I’m going to start with 2015, even though that season ended with a Cup and no one’s complaining at least about Antoine Vermette. Before that was six years ago, and even picks the Hawks gave up then would be veterans now that the Hawks likely wouldn’t be able to afford anyway. This is also going to assume that the Hawks would have nailed even any of these picks, much less all of them. But we will see who might have ended up as a Hawk if they still were making those pick. So let’s review:

2015

Antoine Vermette – Acquired for Klas Dahlbeck and 1st round pick (30th)

Coyotes drafted: Nick Merkley

Players that followed immediately: Christian Fischer, Travis Dermott, Sebastien Aho, Brandon Carlo

Clearly, Merkley never became anything. And again, the Hawks won the Cup that year, so this is what you sacrifice. But clearly, any of the four taken directly after Merkley would have been a huge help to the Hawks going forward. Even Dermott would have been the best defensive prospect they’ve produced other than Boqvist. Aho…d’oh.

Kimmo Timonen – Acquired for 2015 2nd round pick (61st) and 2016 2nd round pick (52nd)

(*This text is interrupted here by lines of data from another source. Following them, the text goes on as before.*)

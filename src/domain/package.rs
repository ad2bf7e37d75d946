// Package delivery domain model
use super::action::RowAction;
use super::filter::{parse_choice, unknown_control, FilterControls, FilterError, UnknownValue};
use super::reported::{string_or_number, Reported};
use serde::{Deserialize, Serialize};
use std::fmt;
use std::str::FromStr;
use thiserror::Error;

/// Intended progression is arrived -> notified -> picked_up, but pickup may
/// skip the notification step.
#[derive(Debug, Clone, Copy, PartialEq, Eq, Hash, Serialize, Deserialize)]
#[serde(rename_all = "snake_case")]
pub enum PackageStatus {
    Arrived,
    Notified,
    PickedUp,
}

impl PackageStatus {
    pub fn as_str(&self) -> &'static str {
        match self {
            PackageStatus::Arrived => "arrived",
            PackageStatus::Notified => "notified",
            PackageStatus::PickedUp => "picked_up",
        }
    }

    pub fn label(&self) -> &'static str {
        match self {
            PackageStatus::Arrived => "Arrived",
            PackageStatus::Notified => "Notified",
            PackageStatus::PickedUp => "Picked up",
        }
    }
}

impl FromStr for PackageStatus {
    type Err = UnknownValue;

    fn from_str(s: &str) -> Result<Self, Self::Err> {
        match s.to_ascii_lowercase().as_str() {
            "arrived" => Ok(PackageStatus::Arrived),
            "notified" => Ok(PackageStatus::Notified),
            "picked_up" => Ok(PackageStatus::PickedUp),
            _ => Err(UnknownValue::new("package status", s)),
        }
    }
}

impl fmt::Display for PackageStatus {
    fn fmt(&self, f: &mut fmt::Formatter<'_>) -> fmt::Result {
        f.write_str(self.as_str())
    }
}

#[derive(Debug, Clone, PartialEq, Serialize, Deserialize)]
pub struct Package {
    #[serde(deserialize_with = "string_or_number")]
    pub package_id: String,
    #[serde(default)]
    pub resident_name: Option<String>,
    #[serde(default)]
    pub apartment_id: Option<String>,
    #[serde(default)]
    pub carrier: Option<String>,
    #[serde(default)]
    pub status: Reported<PackageStatus>,
    #[serde(default)]
    pub location: Option<String>,
    #[serde(default)]
    pub arrived_at: Option<String>,
}

impl Package {
    pub fn is_unpicked(&self) -> bool {
        !self.status.is(PackageStatus::PickedUp)
    }

    /// Delete is always offered, even for a status the console does not know
    pub fn actions(&self) -> Vec<RowAction> {
        let mut actions = Vec::new();
        match self.status {
            Reported::Known(PackageStatus::Arrived) => {
                actions.extend([RowAction::Notify, RowAction::PickUp])
            }
            Reported::Known(PackageStatus::Notified) => actions.push(RowAction::PickUp),
            _ => {}
        }
        actions.push(RowAction::Delete);
        actions
    }
}

#[derive(Debug, Clone, PartialEq, Eq, Error)]
#[error("Please fill in all fields.")]
pub struct IncompleteForm {
    pub missing: Vec<&'static str>,
}

/// Body of `POST /packages`, built from the new-package form
#[derive(Debug, Clone, PartialEq, Eq, Serialize)]
pub struct NewPackage {
    pub resident_id: String,
    pub carrier: String,
    pub location: String,
}

impl NewPackage {
    /// Trims every field and refuses the form if any of them ends up blank
    pub fn from_form(resident_id: &str, carrier: &str, location: &str) -> Result<Self, IncompleteForm> {
        let fields = [
            ("resident_id", resident_id.trim()),
            ("carrier", carrier.trim()),
            ("location", location.trim()),
        ];
        let missing: Vec<&'static str> = fields
            .iter()
            .filter(|(_, value)| value.is_empty())
            .map(|(name, _)| *name)
            .collect();
        if !missing.is_empty() {
            return Err(IncompleteForm { missing });
        }

        Ok(Self {
            resident_id: fields[0].1.to_string(),
            carrier: fields[1].1.to_string(),
            location: fields[2].1.to_string(),
        })
    }
}

#[derive(Debug, Clone, Default, PartialEq)]
pub struct PackageFilter {
    pub status: Option<PackageStatus>,
}

impl PackageFilter {
    pub fn matches(&self, package: &Package) -> bool {
        self.status.is_none_or(|status| package.status.is(status))
    }
}

impl FilterControls for PackageFilter {
    fn controls() -> &'static [&'static str] {
        &["status"]
    }

    fn apply(&mut self, control: &str, value: &str) -> Result<(), FilterError> {
        match control {
            "status" => self.status = parse_choice(value)?,
            _ => return Err(unknown_control::<Self>(control)),
        }
        Ok(())
    }

    fn query_pairs(&self) -> Vec<(&'static str, String)> {
        self.status
            .map(|status| vec![("status", status.as_str().to_string())])
            .unwrap_or_default()
    }
}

Maple Leafs drafted (2015): Jeremy Bracco 

Players that followed immediately: Kyle Copabianco

Flyers Drafted (2016): Wade Allison

Players that followed immediately: Filip Hronek, Dillon Dube

Not as damaging as what came before. In 2016, Hronke would have definitely made this Hawks roster and showed some promise, while Dube probably could have been a useful bottom-sixer. Or he would have gotten the Dylan Sikura treatment for no reason other than the Hawks didn’t see him fight the one night they were scouting Rockford. Who knows?

2016

Andrew Ladd – Acquired for Marko Dano, 1st rounder in 2016 and conditional pick in 2018

Pick later traded to Flyers, drafted: German Rubstov

Players that followed immediately: Henrik Borgstrom, Max Jones, Tage Thompson, Brett Howden

Didn’t miss out on much here, but Howden would have been nice.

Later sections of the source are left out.